Als im Jahre 1973 die Gastwirtschaft
auf „KnüppenSaal“, mittlerweile von Familie Meyer geführt,
aufgegeben wurde, standen wir ohne Saal da. Leider konnten wir uns
nicht mit den bestehenden Seester Gastwirtschaften einigen und so
mussten wir notgedrungen die Feste in Westerkappeln feiern, was
natürlich nicht dasselbe ist wie in Seeste.

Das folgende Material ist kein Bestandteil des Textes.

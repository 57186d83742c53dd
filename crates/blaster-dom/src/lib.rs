//! DOMBlaster DOM - Document Object Model
//!
//! Arena-allocated DOM tree used as the host document for DOMBlaster
//! selections: nodes, attributes, class lists, event listeners and
//! form-control state.

mod attributes;
mod classlist;
mod document;
mod error;
mod events;
mod forms;
mod node;
mod tree;

pub use attributes::{Attr, AttributeMap};
pub use classlist::ClassList;
pub use document::Document;
pub use error::{DomError, DomResult};
pub use events::{Event, EventHandler, EventListeners, EventPhase, EventType, ListenerOptions};
pub use forms::{ControlKind, InputType};
pub use node::{ElementData, Node, NodeData};
pub use tree::{Children, DomTree};

/// Node identifier (index into arena)
#[derive(Debug, Clone, Copy, PartialEq, Eq, Hash, PartialOrd, Ord)]
pub struct NodeId(pub(crate) u32);

impl NodeId {
    /// Root node ID
    pub const ROOT: NodeId = NodeId(0);

    /// Sentinel for "no node"
    pub const NONE: NodeId = NodeId(u32::MAX);

    /// Check if this ID refers to a node
    #[inline]
    pub fn is_valid(self) -> bool {
        self != Self::NONE
    }

    /// Arena index of this node
    #[inline]
    pub fn index(self) -> usize {
        self.0 as usize
    }

    #[inline]
    pub(crate) fn option(self) -> Option<NodeId> {
        self.is_valid().then_some(self)
    }
}

impl std::fmt::Display for NodeId {
    fn fmt(&self, f: &mut std::fmt::Formatter<'_>) -> std::fmt::Result {
        write!(f, "#{}", self.0)
    }
}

Nach zwei Jahren im
„Kappelner Exil“ aber war der Saal bei Fillies im Buchholz fertig
gestellt und das Seester Schützenfest wurde wieder gefeiert, wo es
hin gehört.
Schließlich verlegten wir 1978 den
Schützenfesttermin auf das zweite Juliwochenende und feierten ab
1984 im großen Festzelt auf einer Wiese direkt am Schießstand. In
dem Maße, wie die Feste sich in ihrer Größe verkleinerten, das
Schützenhaus aber über die Jahrzehnte vergrößert worden war,
verlegte wir unser Schützenfest gänzlich in unser Vereinsheim.

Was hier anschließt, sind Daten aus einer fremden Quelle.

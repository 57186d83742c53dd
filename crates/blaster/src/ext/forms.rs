//! `forms` module: control values and form scraping

use blaster_dom::{ControlKind, DomTree, NodeId};
use indexmap::IndexMap;

use crate::{Arg, Blaster, BlasterError, BlasterResult, Callback, Dom, Group, Value};

pub(crate) fn register(blaster: &mut Blaster) {
    blaster.extend("value", |dom, node, args| {
        let tree = dom.tree_mut();
        let Some(current) = tree.control_value(node) else {
            tracing::debug!(%node, "value: not a form control");
            return Ok(None);
        };
        match args.first() {
            None => Ok(Some(Value::Text(current))),
            Some(arg) => {
                tree.set_control_value(node, &arg.to_text().unwrap_or_default())?;
                Ok(None)
            }
        }
    });

    blaster.extend_group("formData", |dom, group, args| scrape(dom, group, args, Scrape::Data));
    blaster.extend_group("formState", |dom, group, args| scrape(dom, group, args, Scrape::State));
}

#[derive(Debug, Clone, Copy, PartialEq, Eq)]
enum Scrape {
    /// Submitted values keyed by `name`; unchecked boxes are left out
    Data,
    /// Every control keyed by `name` or `id`; boxes report their state
    State,
}

impl Scrape {
    fn operation(self) -> &'static str {
        match self {
            Scrape::Data => "formData",
            Scrape::State => "formState",
        }
    }
}

fn scrape(dom: &mut Dom<'_>, group: &Group, args: &[Arg], mode: Scrape) -> BlasterResult<Value> {
    let callback: Option<Callback> = match args.first() {
        None | Some(Arg::Null) => None,
        Some(Arg::Callback(callback)) => Some(callback.clone()),
        Some(other) => {
            return Err(BlasterError::InvalidArgument(format!(
                "{} expects a callback, got {}",
                mode.operation(),
                other.kind()
            )));
        }
    };

    let mut forms: IndexMap<String, Value> = IndexMap::new();
    let mut unnamed = 0;
    for form in group {
        let data = form_values(dom.tree(), form, mode);
        tracing::debug!(%form, fields = data.len(), mode = mode.operation(), "scraped form");
        match &callback {
            Some(callback) => {
                callback.call(dom, Value::Map(data));
            }
            None => {
                let key = match dom.tree().attr(form, "id").filter(|id| !id.is_empty()) {
                    Some(id) => id.to_string(),
                    None => {
                        unnamed += 1;
                        format!("form{}", unnamed - 1)
                    }
                };
                forms.insert(key, Value::Map(data));
            }
        }
    }

    if callback.is_some() {
        return Ok(Value::Group(group.clone()));
    }
    Ok(if forms.len() > 1 {
        Value::Map(forms)
    } else {
        forms.pop().map_or(Value::Null, |(_, data)| data)
    })
}

/// Values of the enabled `input`/`textarea`/`select` descendants of `form`
fn form_values(tree: &DomTree, form: NodeId, mode: Scrape) -> IndexMap<String, Value> {
    let mut data = IndexMap::new();
    for control in tree.descendant_elements(form) {
        let Some(kind) = tree.control_kind(control) else {
            continue;
        };
        let key = match mode {
            Scrape::Data => tree.attr(control, "name"),
            Scrape::State => tree.attr(control, "name").or_else(|| tree.attr(control, "id")),
        };
        let Some(key) = key.filter(|k| !k.trim().is_empty()) else {
            continue;
        };
        if tree.is_disabled(control) {
            continue;
        }

        match kind {
            ControlKind::Input(input_type) if input_type.is_checkable() => {
                let checked = tree.is_checked(control);
                match mode {
                    Scrape::State => push(&mut data, key, Value::Bool(checked)),
                    Scrape::Data if checked => {
                        push(&mut data, key, tree.control_value(control).into());
                    }
                    Scrape::Data => {}
                }
            }
            ControlKind::Select { .. } => {
                for option in tree.selected_options(control) {
                    push(&mut data, key, Value::Text(tree.option_value(option)));
                }
            }
            _ => push(&mut data, key, tree.control_value(control).into()),
        }
    }
    data
}

/// First value is stored as is, a repeat turns the entry into a list
fn push(data: &mut IndexMap<String, Value>, key: &str, value: Value) {
    match data.get_mut(key) {
        Some(Value::List(values)) => values.push(value),
        Some(existing) => {
            let first = std::mem::take(existing);
            *existing = Value::List(vec![first, value]);
        }
        None => {
            data.insert(key.to_string(), value);
        }
    }
}

#[cfg(test)]
mod tests {
    use std::cell::RefCell;
    use std::rc::Rc;

    use blaster_dom::Document;

    use crate::{Arg, Blaster, BlasterError, ExtensionModule, Group, Value};

    fn blaster() -> Blaster {
        let mut blaster = Blaster::new();
        blaster.load(ExtensionModule::Forms).unwrap();
        blaster
    }

    fn parse(html: &str) -> Document {
        blaster_html::parse(html).unwrap()
    }

    #[test]
    fn test_checked_boxes_become_list() {
        let blaster = blaster();
        let mut doc = parse(
            r#"<form><input type="checkbox" name="opt" value="a" checked>
               <input type="checkbox" name="opt" value="b" checked>
               <input type="checkbox" name="opt" value="c"></form>"#,
        );
        let mut dom = blaster.bind(&mut doc);
        let form = dom.select("form", false);
        let data = dom.call(&form, "formData", &[]).unwrap();
        assert_eq!(data.get("opt"), Some(&Value::List(vec!["a".into(), "b".into()])));
    }

    #[test]
    fn test_unchecked_key_absent() {
        let blaster = blaster();
        let mut doc = parse(r#"<form><input type="checkbox" name="opt" value="a"><input name="q" value="x"></form>"#);
        let mut dom = blaster.bind(&mut doc);
        let form = dom.select("form", false);
        let data = dom.call(&form, "formData", &[]).unwrap();
        assert_eq!(data.get("opt"), None);
        assert_eq!(data.get("q"), Some(&Value::from("x")));
    }

    #[test]
    fn test_form_state_reports_booleans_and_ids() {
        let blaster = blaster();
        let mut doc = parse(
            r#"<form><input type="checkbox" id="agree">
               <input type="radio" name="size" value="s" checked>
               <textarea name="note">hi</textarea></form>"#,
        );
        let mut dom = blaster.bind(&mut doc);
        let form = dom.select("form", false);
        let state = dom.call(&form, "formState", &[]).unwrap();
        assert_eq!(state.get("agree"), Some(&Value::Bool(false)));
        assert_eq!(state.get("size"), Some(&Value::Bool(true)));
        assert_eq!(state.get("note"), Some(&Value::from("hi")));

        let data = dom.call(&form, "formData", &[]).unwrap();
        assert_eq!(data.get("agree"), None);
        assert_eq!(data.get("size"), Some(&Value::from("s")));
    }

    #[test]
    fn test_disabled_controls_skipped() {
        let blaster = blaster();
        let mut doc = parse(
            r#"<form><input name="a" value="1" disabled>
               <fieldset disabled><input name="b" value="2"></fieldset>
               <input name="c" value="3"></form>"#,
        );
        let mut dom = blaster.bind(&mut doc);
        let form = dom.select("form", false);
        let data = dom.call(&form, "formData", &[]).unwrap();
        let keys: Vec<&str> = data.as_map().unwrap().keys().map(String::as_str).collect();
        assert_eq!(keys, vec!["c"]);
    }

    #[test]
    fn test_selects() {
        let blaster = blaster();
        let mut doc = parse(
            r#"<form><select name="one"><option>x</option><option value="y">Y</option></select>
               <select name="many" multiple><option value="1" selected>1</option>
               <option value="2">2</option><option value="3" selected>3</option></select></form>"#,
        );
        let mut dom = blaster.bind(&mut doc);
        let form = dom.select("form", false);
        let data = dom.call(&form, "formData", &[]).unwrap();
        assert_eq!(data.get("one"), Some(&Value::from("x")));
        assert_eq!(data.get("many"), Some(&Value::List(vec!["1".into(), "3".into()])));
    }

    #[test]
    fn test_result_shape_by_form_count() {
        let blaster = blaster();
        let mut doc = parse(
            r#"<form id="login"><input name="u" value="ann"></form>
               <form><input name="q" value="rust"></form>
               <form><input name="r" value="x"></form>"#,
        );
        let mut dom = blaster.bind(&mut doc);

        let none = dom.select("table", false);
        assert_eq!(dom.call(&none, "formData", &[]).unwrap(), Value::Null);

        let forms = dom.select("form", false);
        let all = dom.call(&forms, "formData", &[]).unwrap();
        let keys: Vec<&str> = all.as_map().unwrap().keys().map(String::as_str).collect();
        assert_eq!(keys, vec!["login", "form0", "form1"]);
        assert_eq!(all.get("form0").and_then(|f| f.get("q")), Some(&Value::from("rust")));
    }

    #[test]
    fn test_callback_mode_returns_group() {
        let blaster = blaster();
        let mut doc = parse(r#"<form><input name="a" value="1"></form><form><input name="a" value="2"></form>"#);
        let mut dom = blaster.bind(&mut doc);
        let forms = dom.select("form", false);
        let seen = Rc::new(RefCell::new(Vec::new()));
        let sink = Rc::clone(&seen);
        let result = dom
            .call(
                &forms,
                "formData",
                &[Arg::callback(move |_, data| {
                    sink.borrow_mut().push(data);
                    Value::Null
                })],
            )
            .unwrap();
        assert!(result.as_group().is_some_and(|g| g.ptr_eq(&forms)));
        assert_eq!(seen.borrow().len(), 2);
        assert_eq!(seen.borrow()[1].get("a"), Some(&Value::from("2")));
    }

    #[test]
    fn test_non_callback_argument_fails() {
        let blaster = blaster();
        let mut doc = parse("<form></form>");
        let mut dom = blaster.bind(&mut doc);
        let forms = dom.select("form", false);
        let err = dom.call(&forms, "formState", &["oops".into()]).unwrap_err();
        assert!(matches!(err, BlasterError::InvalidArgument(_)));
        assert_eq!(dom.call(&forms, "formState", &[Arg::Null]).unwrap(), Value::Map(Default::default()));
    }

    #[test]
    fn test_value_get_set() {
        let blaster = blaster();
        let mut doc = parse(
            r#"<input name="a" value="1"><textarea>t</textarea>
               <select><option value="x">X</option><option value="y">Y</option></select><p>no</p>"#,
        );
        let mut dom = blaster.bind(&mut doc);
        let input = dom.select("input", false);
        assert_eq!(dom.call(&input, "value", &[]).unwrap(), Value::from("1"));
        dom.call(&input, "value", &["2".into()]).unwrap();
        assert_eq!(dom.call(&input, "value", &[]).unwrap(), Value::from("2"));

        let select = dom.select("select", false);
        dom.call(&select, "value", &["y".into()]).unwrap();
        assert_eq!(dom.call(&select, "value", &[]).unwrap(), Value::from("y"));

        let textarea = dom.select("textarea", false);
        dom.call(&textarea, "value", &["new".into()]).unwrap();
        assert_eq!(dom.call(&textarea, "value", &[]).unwrap(), Value::from("new"));

        let p = dom.select("p", false);
        assert!(dom.call(&p, "value", &[]).unwrap().is_group());
    }

    #[test]
    fn test_value_set_skips_non_controls() {
        let blaster = blaster();
        let mut doc = parse(r#"<input id="a"><p id="p"></p><textarea id="b"></textarea>"#);
        let a = doc.get_element_by_id("a").unwrap();
        let p = doc.get_element_by_id("p").unwrap();
        let b = doc.get_element_by_id("b").unwrap();
        let text = doc.create_text("loose");
        let mut dom = blaster.bind(&mut doc);

        let group = Group::new(vec![a, text, p, b]);
        dom.call(&group, "value", &["v".into()]).unwrap();
        assert_eq!(dom.tree().control_value(a).as_deref(), Some("v"));
        assert_eq!(dom.tree().control_value(b).as_deref(), Some("v"));
        assert_eq!(dom.tree().attr(p, "value"), None);
    }
}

Seit rund 50 Jahren bieten wir den
Jüngsten eine liebevoll organisierte „Kinderbelustigung“.
Nachwuchs ist schließlich das Kapital eines jeden Vereins und wer
weiß, vielleicht wird bei einer dieser Gelegenheiten Interesse
geweckt. Sobald unser Nachwuchs über den Lauf eines Luftgewehres die
Zehn anvisieren kann, darf er oder sie am
Kinderschützenkönigsschießen teilnehmen. Ob sich aber, wie zuletzt
Anfang des Milleniums, eine feste Jugendschießgruppe von damals ca.
15 Mädchen und Jungen zusammen findet, hängt von vielen Faktoren
ab, die nicht alle von uns beeinflusst werden können. Leider zerfiel
diese Gemeinschaft nach ein paar Jahren, als viele für Beruf oder
Studium von Seeste weg zogen. Wir hoffen nun darauf, dass zumindest
einige Sprösslinge den Weg zurück ins Dorf finden und demnächst
wieder mit Freude am Vereinsleben teilnehmen werden.
Vielleicht findet sich aber auch in der
kommenden Generation eine Gruppe, die regelmäßig und ambitioniert
dem Schießsport nachgehen möchte. Unsere Schießwarte stehen
bereit!
Einen letzten, aber bestimmt nicht
unwichtigen Schritt in die moderne Zeit sind wir passend zum
Jahrtausendwechsel gegangen. Auf der Generalversammlung im November
wurde den Damen das Recht auf vollwertige Mitgliedschaft eingeräumt.
Mag dies dem ein oder anderem eisernen Traditionalisten auch etwas
schwer gefallen sein: Seit dem ersten Januar 2000 können Damen
unserem Verein beitreten. Das klingt heutzutage eher komisch, waren
die Frauen im Grunde genommen nicht schon immer unverzichtbarer Teil
des Vereinslebens? Man stelle sich nur mal einen Schützenkönig ohne
Königin vor, oder die Feste ohne die kreative Mitarbeit der Frauen.
Der Rübenball, allein von Männern organisiert, wäre wahrscheinlich
eher ein „Kornball“ geworden.
Nur eines durften die Frauen bis dahin
nicht: Offiziell mitbestimmen. Es wurde höchste Zeit, dass zu
ändern. Heute sind die Mehrzahl der Frauen der Damenschießgruppe
auch Mitglieder des Schützenvereins. Sie bekleiden zwei
Vorstandsposten und natürlich schießen sie seitdem auch um die
Königswürde mit. Den Anfang machte Heike Cizelsky, Mitbegründerin
der Damenschießgruppe; 2003 hielt sie beim Königsschießen „voll
drauf“ und wurde erste Schützenkönigin unseres Vereins. Annegret
Munsberg legte 2006 nach und auch amtierend haben wir eine
Schützenkönigin: Elke Hackmann, die sich 2011 auch gleich die
Gemeindeschützenkönigskette sicherte.
Rückblickend auf 150 Jahre
Vereinsgeschichte können wir sagen, das sich vieles geändert haben
mag - manches davon auch nicht unbedingt zum Besseren – aber um
unsere Kameradschaft ist uns Seester Schützen nicht bange. Die ist
intakt wie eh und je.
Doch leider hat in den letzten Jahren
der Zuspruch deutlich nachgelassen, was nicht nur eine hiesige
Erscheinung ist. Das schwindende Interesse am dörflichen Leben ist
vielmehr der modernen Zeit geschuldet, in der Tradition und
Nachbarschaft nur eine untergeordnete Bedeutung beigemessen wird.